Je ne sais même pas si en Valais il y a une entité de ce genre (rires). Elle a été fondée en 2010 et je devais être un des premiers membres. Pas au sein du comité, mais dans l’équipe. Teysalpi fait beaucoup en matière de développement de l’esprit du ski-alpinisme, de l’appui à la relève, du respect et de la préservation de la nature dans sa pratique.
Si vous deviez me citer un souvenir de montagne, quel serait-il?
Lorsque j’étais instructeur à Savatan, dans les troupes de montagne, nous avions fait d’immenses exercices. Nous avions organisé une traversée jusqu’à Arolla avec tout le bataillon de l’école de recrues. Nous étions plus ou moins passés par le parcours de la Patrouille des glaciers. Il faut tout de même s’imaginer envoyer 600 personnes là-dedans. Ce sont des exercices compliqués à mettre en place. Les soldats du train venaient nous ravitailler, nous bivouaquions. C’était une sacrée épopée.
Daniel Jolliet: «Le risque zéro n’existe pas»
Parmi les défis auxquels fera face Daniel Jolliet, il y a la météo, qui n’a pas fait de cadeaux aux concurrents ces dernières années. Comme pour tout ce qu’il entreprend, le nouveau commandant de la Patrouille des glaciers reste serein. «La météo est un élément primordial à prendre en compte, mais je n’ai pas peur, assure le Fribourgeois. De toute manière, nous ne pouvons pas déplacer la date de la course.
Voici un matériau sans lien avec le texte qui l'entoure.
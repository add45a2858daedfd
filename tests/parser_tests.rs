use rpal::ast::{BinOp, Def, Expr, UnOp, Vb};
use rpal::lexer::lex;
use rpal::parser::parse;

fn parse_source(source: &str) -> Expr {
    parse(lex(source).expect("lexing failed")).expect("parsing failed")
}

fn ident(name: &str) -> Expr {
    Expr::Ident(name.to_string())
}

#[test]
fn parse_is_deterministic() {
    let source = "let f x = x + 1 in f 2, f 3";
    assert_eq!(parse_source(source), parse_source(source));
}

#[test]
fn parse_let_binding() {
    let tree = parse_source("let x = 5 in x");
    let expected = Expr::Let(
        Box::new(Def::Bind(
            vec!["x".to_string()],
            Box::new(Expr::Integer(5)),
        )),
        Box::new(ident("x")),
    );
    assert_eq!(tree, expected);
}

#[test]
fn application_is_left_associative() {
    let tree = parse_source("f x y");
    let expected = Expr::Gamma(
        Box::new(Expr::Gamma(Box::new(ident("f")), Box::new(ident("x")))),
        Box::new(ident("y")),
    );
    assert_eq!(tree, expected);
}

#[test]
fn power_is_right_associative() {
    let tree = parse_source("2 ** 3 ** 2");
    let expected = Expr::Binary(
        BinOp::Pow,
        Box::new(Expr::Integer(2)),
        Box::new(Expr::Binary(
            BinOp::Pow,
            Box::new(Expr::Integer(3)),
            Box::new(Expr::Integer(2)),
        )),
    );
    assert_eq!(tree, expected);
}

#[test]
fn symbolic_comparisons_match_keyword_forms() {
    assert_eq!(parse_source("x > y"), parse_source("x gr y"));
    assert_eq!(parse_source("x >= y"), parse_source("x ge y"));
    assert_eq!(parse_source("x < y"), parse_source("x ls y"));
    assert_eq!(parse_source("x <= y"), parse_source("x le y"));
}

#[test]
fn tau_needs_at_least_two_elements() {
    assert!(matches!(parse_source("1, 2"), Expr::Tau(elements) if elements.len() == 2));
    assert_eq!(parse_source("(1)"), Expr::Integer(1));
}

#[test]
fn aug_is_left_associative() {
    let tree = parse_source("nil aug 1 aug 2");
    let expected = Expr::Aug(
        Box::new(Expr::Aug(Box::new(Expr::Nil), Box::new(Expr::Integer(1)))),
        Box::new(Expr::Integer(2)),
    );
    assert_eq!(tree, expected);
}

#[test]
fn conditional_shape() {
    let tree = parse_source("x eq 0 -> 1 | 2");
    let expected = Expr::Cond(
        Box::new(Expr::Binary(
            BinOp::Eq,
            Box::new(ident("x")),
            Box::new(Expr::Integer(0)),
        )),
        Box::new(Expr::Integer(1)),
        Box::new(Expr::Integer(2)),
    );
    assert_eq!(tree, expected);
}

#[test]
fn unary_operators() {
    assert_eq!(
        parse_source("-1"),
        Expr::Unary(UnOp::Neg, Box::new(Expr::Integer(1)))
    );
    assert_eq!(
        parse_source("not true"),
        Expr::Unary(UnOp::Not, Box::new(Expr::Truth(true)))
    );
}

#[test]
fn function_form_collects_parameters() {
    let tree = parse_source("let f x y = x in f");
    match tree {
        Expr::Let(def, _) => match *def {
            Def::FunctionForm(name, vars, _) => {
                assert_eq!(name, "f");
                assert_eq!(
                    vars,
                    vec![Vb::Ident("x".to_string()), Vb::Ident("y".to_string())]
                );
            }
            other => panic!("expected function form, got {:?}", other),
        },
        other => panic!("expected let, got {:?}", other),
    }
}

#[test]
fn function_form_tuple_parameter() {
    let tree = parse_source("let f (x, y) = x in f");
    match tree {
        Expr::Let(def, _) => match *def {
            Def::FunctionForm(_, vars, _) => {
                assert_eq!(vars, vec![Vb::Tuple(vec!["x".to_string(), "y".to_string()])]);
            }
            other => panic!("expected function form, got {:?}", other),
        },
        other => panic!("expected let, got {:?}", other),
    }
}

#[test]
fn parenthesized_single_parameter_is_plain() {
    let tree = parse_source("let f (x) = x in f");
    match tree {
        Expr::Let(def, _) => match *def {
            Def::FunctionForm(_, vars, _) => {
                assert_eq!(vars, vec![Vb::Ident("x".to_string())]);
            }
            other => panic!("expected function form, got {:?}", other),
        },
        other => panic!("expected let, got {:?}", other),
    }
}

#[test]
fn and_groups_definitions() {
    let tree = parse_source("let x = 1 and y = 2 in x");
    match tree {
        Expr::Let(def, _) => match *def {
            Def::Simultaneous(members) => assert_eq!(members.len(), 2),
            other => panic!("expected simultaneous definition, got {:?}", other),
        },
        other => panic!("expected let, got {:?}", other),
    }
}

#[test]
fn within_nests_definitions() {
    let tree = parse_source("let x = 1 within y = x in y");
    match tree {
        Expr::Let(def, _) => assert!(matches!(*def, Def::Within(_, _))),
        other => panic!("expected let, got {:?}", other),
    }
}

#[test]
fn at_infix_application() {
    let tree = parse_source("1 @f 2");
    let expected = Expr::At(
        Box::new(Expr::Integer(1)),
        "f".to_string(),
        Box::new(Expr::Integer(2)),
    );
    assert_eq!(tree, expected);
}

#[test]
fn fn_lambda_with_unit_parameter() {
    let tree = parse_source("fn () . 1");
    assert_eq!(
        tree,
        Expr::Fn(vec![Vb::Empty], Box::new(Expr::Integer(1)))
    );
}

#[test]
fn rec_rejects_tuple_binding() {
    let error = parse(lex("let rec x, y = 1 in x").unwrap()).unwrap_err();
    assert!(error.expected.contains("single-name"));
}

#[test]
fn and_rejects_tuple_bindings() {
    let error = parse(lex("let x, y = p and z = 1 in z").unwrap()).unwrap_err();
    assert!(error.expected.contains("single-name"));
}

#[test]
fn missing_in_is_reported() {
    let error = parse(lex("let x = 5").unwrap()).unwrap_err();
    assert!(error.expected.contains("'in'"));
}

#[test]
fn trailing_tokens_are_rejected() {
    let error = parse(lex("x = 1").unwrap()).unwrap_err();
    assert!(error.expected.contains("end of input"));
}

#[test]
fn ast_prints_in_dotted_preorder() {
    let tree = parse_source("let x = 5 in Print(x+3)");
    let expected = "\
let
.=
..<ID:x>
..<INT:5>
.gamma
..<ID:Print>
..+
...<ID:x>
...<INT:3>
";
    assert_eq!(tree.to_string(), expected);
}

#[test]
fn ast_prints_nil_in_brackets() {
    let tree = parse_source("nil");
    assert_eq!(tree.to_string(), "<nil>\n");
}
Nous sommes dépendants des stations et le calendrier de la saison de ski-alpinisme est très complexe.»
Plus que l’annulation, inéluctable selon les conditions, c’est en termes de sécurité que Daniel Jolliet réfléchit. «Ce n’est pas la même chose de lancer 1000 personnes dans la montagne que de partir avec une cordée de trois alpinistes chevronnés, continue-t-il. Nous ne pouvons prendre aucun risque en matière de sécurité. Ce ne sont pas que les athlètes qui sont en danger en cas de conditions nivologiques et météorologiques défavorables. L’armée a 400 hommes sur le parcours et il y a aussi le public, je ne peux pas mettre la vie de tout ce monde en danger.»
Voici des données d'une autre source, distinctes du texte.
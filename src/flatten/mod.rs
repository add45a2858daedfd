//! Flattening - linearize the standard tree into control structures.
//!
//! δ₀ holds the top-level expression; every `lambda` body and every
//! conditional branch gets its own δ, referenced by index. Elements are
//! emitted in prefix order and the machine consumes each δ from the right,
//! so operands are evaluated before the operator that pops them.

use crate::ast::{BinOp, UnOp};
use crate::standardize::{BoundVars, StNode};

/// One element of a control structure.
#[derive(Debug, Clone, PartialEq, Eq)]
pub enum ControlItem {
    Integer(i64),
    Str(String),
    Truth(bool),
    Nil,
    Dummy,
    /// Identifier reference, resolved in the environment chain.
    Name(String),
    /// Apply the value on top of the stack to the one beneath it.
    Gamma,
    /// Push a closure over δ `delta` in the current environment.
    Lambda { delta: usize, vars: BoundVars },
    /// Build an n-tuple from the top `n` stack values.
    Tau(usize),
    /// Conditional: consumes a truth value and one of the two branch
    /// markers that always accompany it.
    Beta,
    DeltaThen(usize),
    DeltaElse(usize),
    Binary(BinOp),
    Unary(UnOp),
    /// `aug` keeps its own tag; its left operand must be a tuple.
    Aug,
    Ystar,
    /// Environment marker; never emitted by the flattener, pushed by the
    /// machine when it enters a frame.
    Env(usize),
}

pub type Delta = Vec<ControlItem>;

/// Flatten a standard tree into its list of control structures.
pub fn flatten(root: &StNode) -> Vec<Delta> {
    let mut flattener = Flattener { deltas: Vec::new() };
    let top = flattener.alloc();
    flattener.fill(top, root);
    flattener.deltas
}

struct Flattener {
    deltas: Vec<Delta>,
}

impl Flattener {
    fn alloc(&mut self) -> usize {
        self.deltas.push(Vec::new());
        self.deltas.len() - 1
    }

    fn fill(&mut self, index: usize, node: &StNode) {
        let mut acc = Vec::new();
        self.emit(node, &mut acc);
        self.deltas[index] = acc;
    }

    fn emit(&mut self, node: &StNode, acc: &mut Delta) {
        match node {
            StNode::Lambda { vars, body } => {
                let delta = self.alloc();
                acc.push(ControlItem::Lambda {
                    delta,
                    vars: vars.clone(),
                });
                self.fill(delta, body);
            }
            StNode::Cond(condition, then_arm, else_arm) => {
                let then_delta = self.alloc();
                let else_delta = self.alloc();
                self.fill(then_delta, then_arm);
                self.fill(else_delta, else_arm);
                acc.push(ControlItem::DeltaThen(then_delta));
                acc.push(ControlItem::DeltaElse(else_delta));
                acc.push(ControlItem::Beta);
                self.emit(condition, acc);
            }
            StNode::Gamma(rator, rand) => {
                acc.push(ControlItem::Gamma);
                self.emit(rator, acc);
                self.emit(rand, acc);
            }
            StNode::Tau(elements) => {
                acc.push(ControlItem::Tau(elements.len()));
                for element in elements {
                    self.emit(element, acc);
                }
            }
            StNode::Aug(left, right) => {
                acc.push(ControlItem::Aug);
                self.emit(left, acc);
                self.emit(right, acc);
            }
            StNode::Binary(op, left, right) => {
                acc.push(ControlItem::Binary(*op));
                self.emit(left, acc);
                self.emit(right, acc);
            }
            StNode::Unary(op, operand) => {
                acc.push(ControlItem::Unary(*op));
                self.emit(operand, acc);
            }
            StNode::Ystar => acc.push(ControlItem::Ystar),
            StNode::Ident(name) => acc.push(ControlItem::Name(name.clone())),
            StNode::Integer(value) => acc.push(ControlItem::Integer(*value)),
            StNode::Str(value) => acc.push(ControlItem::Str(value.clone())),
            StNode::Truth(value) => acc.push(ControlItem::Truth(*value)),
            StNode::Nil => acc.push(ControlItem::Nil),
            StNode::Dummy => acc.push(ControlItem::Dummy),
        }
    }
}

#[cfg(test)]
mod tests {
    use super::*;
    use crate::standardize::BoundVars;

    fn ident(name: &str) -> StNode {
        StNode::Ident(name.to_string())
    }

    #[test]
    fn lambda_body_gets_its_own_delta() {
        // gamma(lambda(x, x), 1)
        let tree = StNode::Gamma(
            Box::new(StNode::Lambda {
                vars: BoundVars::Single("x".to_string()),
                body: Box::new(ident("x")),
            }),
            Box::new(StNode::Integer(1)),
        );
        let deltas = flatten(&tree);

        assert_eq!(deltas.len(), 2);
        assert_eq!(
            deltas[0],
            vec![
                ControlItem::Gamma,
                ControlItem::Lambda {
                    delta: 1,
                    vars: BoundVars::Single("x".to_string()),
                },
                ControlItem::Integer(1),
            ]
        );
        assert_eq!(deltas[1], vec![ControlItem::Name("x".to_string())]);
    }

    #[test]
    fn conditional_branches_become_separate_deltas() {
        let tree = StNode::Cond(
            Box::new(StNode::Truth(true)),
            Box::new(StNode::Integer(1)),
            Box::new(StNode::Integer(2)),
        );
        let deltas = flatten(&tree);

        assert_eq!(deltas.len(), 3);
        assert_eq!(
            deltas[0],
            vec![
                ControlItem::DeltaThen(1),
                ControlItem::DeltaElse(2),
                ControlItem::Beta,
                ControlItem::Truth(true),
            ]
        );
        assert_eq!(deltas[1], vec![ControlItem::Integer(1)]);
        assert_eq!(deltas[2], vec![ControlItem::Integer(2)]);
    }

    #[test]
    fn operands_follow_their_operator_in_prefix_order() {
        // 1 + 2: the machine pops from the right, so it sees 2, then 1,
        // then the operator.
        let tree = StNode::Binary(
            crate::ast::BinOp::Add,
            Box::new(StNode::Integer(1)),
            Box::new(StNode::Integer(2)),
        );
        let deltas = flatten(&tree);
        assert_eq!(
            deltas[0],
            vec![
                ControlItem::Binary(crate::ast::BinOp::Add),
                ControlItem::Integer(1),
                ControlItem::Integer(2),
            ]
        );
    }
}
Ces dernières années, la Patrouille des glaciers n’a eu aucun accident grave à déplorer. Si l’on excepte l’annulation de l’édition 2016, les dernières courses sont régulièrement parties dans des conditions optimales. «Le risque zéro n’existe pas. Notre objectif est néanmoins de tendre le plus possible vers ce zéro, explique Daniel Jolliet. Il y a des accidents à chaque course, c’est normal. Une chute à skis arrive vite, comme un coup de moins bien. Cependant, une édition dans le froid, le vent et le brouillard, c’est une tout autre aventure. Les gens doivent aussi être préparés. Cela est de leur responsabilité. La Patrouille des glaciers est une course populaire, pas un raid aventure. Mais les participants doivent aussi être capables de supporter le stress, l’altitude, le froid, connaître les bases de la sécurité et savoir gérer les impondérables.» PB
Bio express
1961
Daniel Jolliet est né et a grandi dans la région de Romont. Marié, il a trois filles et habite aujourd’hui à Lussy.
1983
Il devient officier.
1986
Il passe officier de carrière.
2002
Daniel Jolliet participe à la première de ses sept Patrouilles des glaciers.
2018
Il prend le commandement de la Patrouille des glaciers.